-- DATA UNDER STUDY follows --

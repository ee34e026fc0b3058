//! Main configuration types.
//!
//! This module provides the top-level [`WaypointConfig`] struct and its builder.

use serde::{Deserialize, Serialize};

use crate::{ConfigError, LoggingConfig, RouterConfig, ServerConfig};

/// Complete Waypoint configuration.
///
/// This is the root configuration type that contains all configuration sections.
/// Use [`ConfigLoader`](crate::ConfigLoader) to load configuration from files
/// and environment variables.
///
/// # Example
///
/// ```
/// use waypoint_config::WaypointConfig;
///
/// let config = WaypointConfig::default();
/// assert_eq!(config.server.http_addr, "0.0.0.0:8080");
/// assert!(!config.router.strict_params);
/// ```
#[derive(Debug, Clone, Serialize, Deserialize, PartialEq, Eq, Default)]
#[serde(deny_unknown_fields)]
pub struct WaypointConfig {
    /// Server configuration.
    #[serde(default)]
    pub server: ServerConfig,

    /// Logging configuration.
    #[serde(default)]
    pub logging: LoggingConfig,

    /// Router configuration.
    #[serde(default)]
    pub router: RouterConfig,
}

impl WaypointConfig {
    /// Create a new configuration builder.
    #[must_use]
    pub fn builder() -> WaypointConfigBuilder {
        WaypointConfigBuilder::new()
    }

    /// Validate the configuration.
    ///
    /// # Errors
    ///
    /// Returns `ConfigError::InvalidValue` if:
    /// - Server address is not a socket address
    /// - Request timeout is zero
    /// - Log level is not a valid filter
    pub fn validate(&self) -> Result<(), ConfigError> {
        if self
            .server
            .http_addr
            .parse::<std::net::SocketAddr>()
            .is_err()
        {
            return Err(ConfigError::invalid_value(
                "server.http_addr",
                format!("invalid socket address: {}", self.server.http_addr),
            ));
        }

        if self.server.request_timeout_ms == 0 {
            return Err(ConfigError::invalid_value(
                "server.request_timeout_ms",
                "must be greater than zero",
            ));
        }

        if let Err(e) = waypoint_telemetry::create_env_filter(&self.logging.level) {
            return Err(ConfigError::invalid_value("logging.level", e.to_string()));
        }

        Ok(())
    }

    /// Create a development configuration preset.
    ///
    /// - Pretty log formatting with ANSI colors
    /// - Debug log level
    /// - Route tree logged at startup
    ///
    /// # Example
    ///
    /// ```
    /// use waypoint_config::WaypointConfig;
    ///
    /// let config = WaypointConfig::development();
    /// assert_eq!(config.logging.level, "debug");
    /// assert!(config.router.dump_routes);
    /// ```
    #[must_use]
    pub fn development() -> Self {
        let mut config = Self::default();

        config.logging.level = "debug".to_string();
        config.logging.format = crate::LogFormat::Pretty;
        config.logging.ansi_enabled = true;
        config.logging.include_location = true;

        config.router.dump_routes = true;

        config
    }

    /// Create a production configuration preset.
    ///
    /// - JSON log formatting
    /// - Info log level
    /// - Strict parameter naming
    ///
    /// # Example
    ///
    /// ```
    /// use waypoint_config::WaypointConfig;
    ///
    /// let config = WaypointConfig::production();
    /// assert_eq!(config.logging.format, waypoint_config::LogFormat::Json);
    /// ```
    #[must_use]
    pub fn production() -> Self {
        let mut config = Self::default();

        config.logging.level = "info".to_string();
        config.logging.format = crate::LogFormat::Json;
        config.logging.ansi_enabled = false;

        config.router.strict_params = true;

        config
    }
}

/// Builder for [`WaypointConfig`].
#[derive(Debug, Default)]
pub struct WaypointConfigBuilder {
    server: Option<ServerConfig>,
    logging: Option<LoggingConfig>,
    router: Option<RouterConfig>,
}

impl WaypointConfigBuilder {
    /// Create a new builder with default values.
    #[must_use]
    pub fn new() -> Self {
        Self::default()
    }

    /// Set the server configuration.
    #[must_use]
    pub fn server(mut self, server: ServerConfig) -> Self {
        self.server = Some(server);
        self
    }

    /// Set the logging configuration.
    #[must_use]
    pub fn logging(mut self, logging: LoggingConfig) -> Self {
        self.logging = Some(logging);
        self
    }

    /// Set the router configuration.
    #[must_use]
    pub fn router(mut self, router: RouterConfig) -> Self {
        self.router = Some(router);
        self
    }

    /// Build the configuration.
    ///
    /// Any unset sections will use their default values.
    #[must_use]
    pub fn build(self) -> WaypointConfig {
        WaypointConfig {
            server: self.server.unwrap_or_default(),
            logging: self.logging.unwrap_or_default(),
            router: self.router.unwrap_or_default(),
        }
    }

    /// Build and validate the configuration.
    ///
    /// # Errors
    ///
    /// Returns `ConfigError` if validation fails.
    pub fn build_validated(self) -> Result<WaypointConfig, ConfigError> {
        let config = self.build();
        config.validate()?;
        Ok(config)
    }
}

#[cfg(test)]
mod tests {
    use super::*;

    #[test]
    fn test_default_config() {
        let config = WaypointConfig::default();
        assert_eq!(config.server.http_addr, "0.0.0.0:8080");
        assert_eq!(config.logging.level, "info");
        assert!(!config.router.strict_params);
        assert!(!config.router.dump_routes);
    }

    #[test]
    fn test_builder_sections() {
        let config = WaypointConfig::builder()
            .server(ServerConfig {
                http_addr: "127.0.0.1:3000".to_string(),
                ..Default::default()
            })
            .router(RouterConfig {
                strict_params: true,
                ..Default::default()
            })
            .build();

        assert_eq!(config.server.http_addr, "127.0.0.1:3000");
        assert!(config.router.strict_params);
        // Other sections use defaults
        assert_eq!(config.logging, LoggingConfig::default());
    }

    #[test]
    fn test_validate_valid_config() {
        assert!(WaypointConfig::default().validate().is_ok());
        assert!(WaypointConfig::development().validate().is_ok());
        assert!(WaypointConfig::production().validate().is_ok());
    }

    #[test]
    fn test_validate_invalid_server_addr() {
        let config = WaypointConfig::builder()
            .server(ServerConfig {
                http_addr: "not-an-address".to_string(),
                ..Default::default()
            })
            .build();

        let result = config.validate();
        assert!(result.unwrap_err().to_string().contains("http_addr"));
    }

    #[test]
    fn test_validate_zero_request_timeout() {
        let config = WaypointConfig::builder()
            .server(ServerConfig {
                request_timeout_ms: 0,
                ..Default::default()
            })
            .build();

        let result = config.validate();
        assert!(result.unwrap_err().to_string().contains("request_timeout_ms"));
    }

    #[test]
    fn test_validate_invalid_log_level() {
        let config = WaypointConfig::builder()
            .logging(LoggingConfig {
                level: "waypoint=loud".to_string(),
                ..Default::default()
            })
            .build();

        let result = config.validate();
        assert!(result.unwrap_err().to_string().contains("logging.level"));
    }

    #[test]
    fn test_development_preset() {
        let config = WaypointConfig::development();
        assert_eq!(config.logging.level, "debug");
        assert_eq!(config.logging.format, crate::LogFormat::Pretty);
        assert!(config.logging.ansi_enabled);
        assert!(config.router.dump_routes);
        assert!(!config.router.strict_params);
    }

    #[test]
    fn test_production_preset() {
        let config = WaypointConfig::production();
        assert_eq!(config.logging.format, crate::LogFormat::Json);
        assert!(!config.logging.ansi_enabled);
        assert!(config.router.strict_params);
    }

    #[test]
    fn test_build_validated_failure() {
        let result = WaypointConfig::builder()
            .server(ServerConfig {
                http_addr: "invalid".to_string(),
                ..Default::default()
            })
            .build_validated();

        assert!(result.is_err());
    }

    #[test]
    fn test_toml_serialization() {
        let config = WaypointConfig::default();
        let toml_str = toml::to_string_pretty(&config).unwrap();
        assert!(toml_str.contains("[server]"));
        assert!(toml_str.contains("[logging]"));
        assert!(toml_str.contains("[router]"));
    }

    #[test]
    fn test_unknown_field_rejected() {
        let toml_str = r#"
            [router]
            strict_params = true
            case_sensitive = true
        "#;

        let result: Result<WaypointConfig, _> = toml::from_str(toml_str);
        assert!(result.is_err());
    }
}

-- DATA UNDER STUDY concluded --

### [TASK DIRECTIONS]
Copy every record above verbatim and in full.

### [YOUR RESPONSE]
repository ee34e026fc0b3058
//! Main configuration types.
//!
//! This module provides the top-level [`WaypointConfig`] struct and its builder.

use serde::{Deserialize, Serialize};

use crate::{ConfigError, LoggingConfig, RouterConfig, ServerConfig};

/// Complete Waypoint configuration.
///
/// This is the root configuration type that contains all configuration sections.
/// Use [`ConfigLoader`](crate::ConfigLoader) to load configuration from files
/// and environment variables.
///
/// # Example
///
/// ```
/// use waypoint_config::WaypointConfig;
///
/// let config = WaypointConfig::default();
/// assert_eq!(config.server.http_addr, "0.0.0.0:8080");
/// assert!(!config.router.strict_params);
/// ```
#[derive(Debug, Clone, Serialize, Deserialize, PartialEq, Eq, Default)]
#[serde(deny_unknown_fields)]
pub struct WaypointConfig {
    /// Server configuration.
    #[serde(default)]
    pub server: ServerConfig,

    /// Logging configuration.
    #[serde(default)]
    pub logging: LoggingConfig,

    /// Router configuration.
    #[serde(default)]
    pub router: RouterConfig,
}

impl WaypointConfig {
    /// Create a new configuration builder.
    #[must_use]
    pub fn builder() -> WaypointConfigBuilder {
        WaypointConfigBuilder::new()
    }

    /// Validate the configuration.
    ///
    /// # Errors
    ///
    /// Returns `ConfigError::InvalidValue` if:
    /// - Server address is not a socket address
    /// - Request timeout is zero
    /// - Log level is not a valid filter
    pub fn validate(&self) -> Result<(), ConfigError> {
        if self
            .server
            .http_addr
            .parse::<std::net::SocketAddr>()
            .is_err()
        {
            return Err(ConfigError::invalid_value(
                "server.http_addr",
                format!("invalid socket address: {}", self.server.http_addr),
            ));
        }

        if self.server.request_timeout_ms == 0 {
            return Err(ConfigError::invalid_value(
                "server.request_timeout_ms",
                "must be greater than zero",
            ));
        }

        if let Err(e) = waypoint_telemetry::create_env_filter(&self.logging.level) {
            return Err(ConfigError::invalid_value("logging.level", e.to_string()));
        }

        Ok(())
    }

    /// Create a development configuration preset.
    ///
    /// - Pretty log formatting with ANSI colors
    /// - Debug log level
    /// - Route tree logged at startup
    ///
    /// # Example
    ///
    /// ```
    /// use waypoint_config::WaypointConfig;
    ///
    /// let config = WaypointConfig::development();
    /// assert_eq!(config.logging.level, "debug");
    /// assert!(config.router.dump_routes);
    /// ```
    #[must_use]
    pub fn development() -> Self {
        let mut config = Self::default();

        config.logging.level = "debug".to_string();
        config.logging.format = crate::LogFormat::Pretty;
        config.logging.ansi_enabled = true;
        config.logging.include_location = true;

        config.router.dump_routes = true;

        config
    }

    /// Create a production configuration preset.
    ///
    /// - JSON log formatting
    /// - Info log level
    /// - Strict parameter naming
    ///
    /// # Example
    ///
    /// ```
    /// use waypoint_config::WaypointConfig;
    ///
    /// let config = WaypointConfig::production();
    /// assert_eq!(config.logging.format, waypoint_config::LogFormat::Json);
    /// ```
    #[must_use]
    pub fn production() -> Self {
        let mut config = Self::default();

        config.logging.level = "info".to_string();
        config.logging.format = crate::LogFormat::Json;
        config.logging.ansi_enabled = false;

        config.router.strict_params = true;

        config
    }
}

/// Builder for [`WaypointConfig`].
#[derive(Debug, Default)]
pub struct WaypointConfigBuilder {
    server: Option<ServerConfig>,
    logging: Option<LoggingConfig>,
    router: Option<RouterConfig>,
}

impl WaypointConfigBuilder {
    /// Create a new builder with default values.
    #[must_use]
    pub fn new() -> Self {
        Self::default()
    }

    /// Set the server configuration.
    #[must_use]
    pub fn server(mut self, server: ServerConfig) -> Self {
        self.server = Some(server);
        self
    }

    /// Set the logging configuration.
    #[must_use]
    pub fn logging(mut self, logging: LoggingConfig) -> Self {
        self.logging = Some(logging);
        self
    }

    /// Set the router configuration.
    #[must_use]
    pub fn router(mut self, router: RouterConfig) -> Self {
        self.router = Some(router);
        self
    }

    /// Build the configuration.
    ///
    /// Any unset sections will use their default values.
    #[must_use]
    pub fn build(self) -> WaypointConfig {
        WaypointConfig {
            server: self.server.unwrap_or_default(),
            logging: self.logging.unwrap_or_default(),
            router: self.router.unwrap_or_default(),
        }
    }

    /// Build and validate the configuration.
    ///
    /// # Errors
    ///
    /// Returns `ConfigError` if validation fails.
    pub fn build_validated(self) -> Result<WaypointConfig, ConfigError> {
        let config = self.build();
        config.validate()?;
        Ok(config)
    }
}

#[cfg(test)]
mod tests {
    use super::*;

    #[test]
    fn test_default_config() {
        let config = WaypointConfig::default();
        assert_eq!(config.server.http_addr, "0.0.0.0:8080");
        assert_eq!(config.logging.level, "info");
        assert!(!config.router.strict_params);
        assert!(!config.router.dump_routes);
    }

    #[test]
    fn test_builder_sections() {
        let config = WaypointConfig::builder()
            .server(ServerConfig {
                http_addr: "127.0.0.1:3000".to_string(),
                ..Default::default()
            })
            .router(RouterConfig {
                strict_params: true,
                ..Default::default()
            })
            .build();

        assert_eq!(config.server.http_addr, "127.0.0.1:3000");
        assert!(config.router.strict_params);
        // Other sections use defaults
        assert_eq!(config.logging, LoggingConfig::default());
    }

    #[test]
    fn test_validate_valid_config() {
        assert!(WaypointConfig::default().validate().is_ok());
        assert!(WaypointConfig::development().validate().is_ok());
        assert!(WaypointConfig::production().validate().is_ok());
    }

    #[test]
    fn test_validate_invalid_server_addr() {
        let config = WaypointConfig::builder()
            .server(ServerConfig {
                http_addr: "not-an-address".to_string(),
                ..Default::default()
            })
            .build();

        let result = config.validate();
        assert!(result.unwrap_err().to_string().contains("http_addr"));
    }

    #[test]
    fn test_validate_zero_request_timeout() {
        let config = WaypointConfig::builder()
            .server(ServerConfig {
                request_timeout_ms: 0,
                ..Default::default()
            })
            .build();

        let result = config.validate();
        assert!(result.unwrap_err().to_string().contains("request_timeout_ms"));
    }

    #[test]
    fn test_validate_invalid_log_level() {
        let config = WaypointConfig::builder()
            .logging(LoggingConfig {
                level: "waypoint=loud".to_string(),
                ..Default::default()
            })
            .build();

        let result = config.validate();
        assert!(result.unwrap_err().to_string().contains("logging.level"));
    }

    #[test]
    fn test_development_preset() {
        let config = WaypointConfig::development();
        assert_eq!(config.logging.level, "debug");
        assert_eq!(config.logging.format, crate::LogFormat::Pretty);
        assert!(config.logging.ansi_enabled);
        assert!(config.router.dump_routes);
        assert!(!config.router.strict_params);
    }

    #[test]
    fn test_production_preset() {
        let config = WaypointConfig::production();
        assert_eq!(config.logging.format, crate::LogFormat::Json);
        assert!(!config.logging.ansi_enabled);
        assert!(config.router.strict_params);
    }

    #[test]
    fn test_build_validated_failure() {
        let result = WaypointConfig::builder()
            .server(ServerConfig {
                http_addr: "invalid".to_string(),
                ..Default::default()
            })
            .build_validated();

        assert!(result.is_err());
    }

    #[test]
    fn test_toml_serialization() {
        let config = WaypointConfig::default();
        let toml_str = toml::to_string_pretty(&config).unwrap();
        assert!(toml_str.contains("[server]"));
        assert!(toml_str.contains("[logging]"));
        assert!(toml_str.contains("[router]"));
    }

    #[test]
    fn test_unknown_field_rejected() {
        let toml_str = r#"
            [router]
            strict_params = true
            case_sensitive = true
        "#;

        let result: Result<WaypointConfig, _> = toml::from_str(toml_str);
        assert!(result.is_err());
    }
}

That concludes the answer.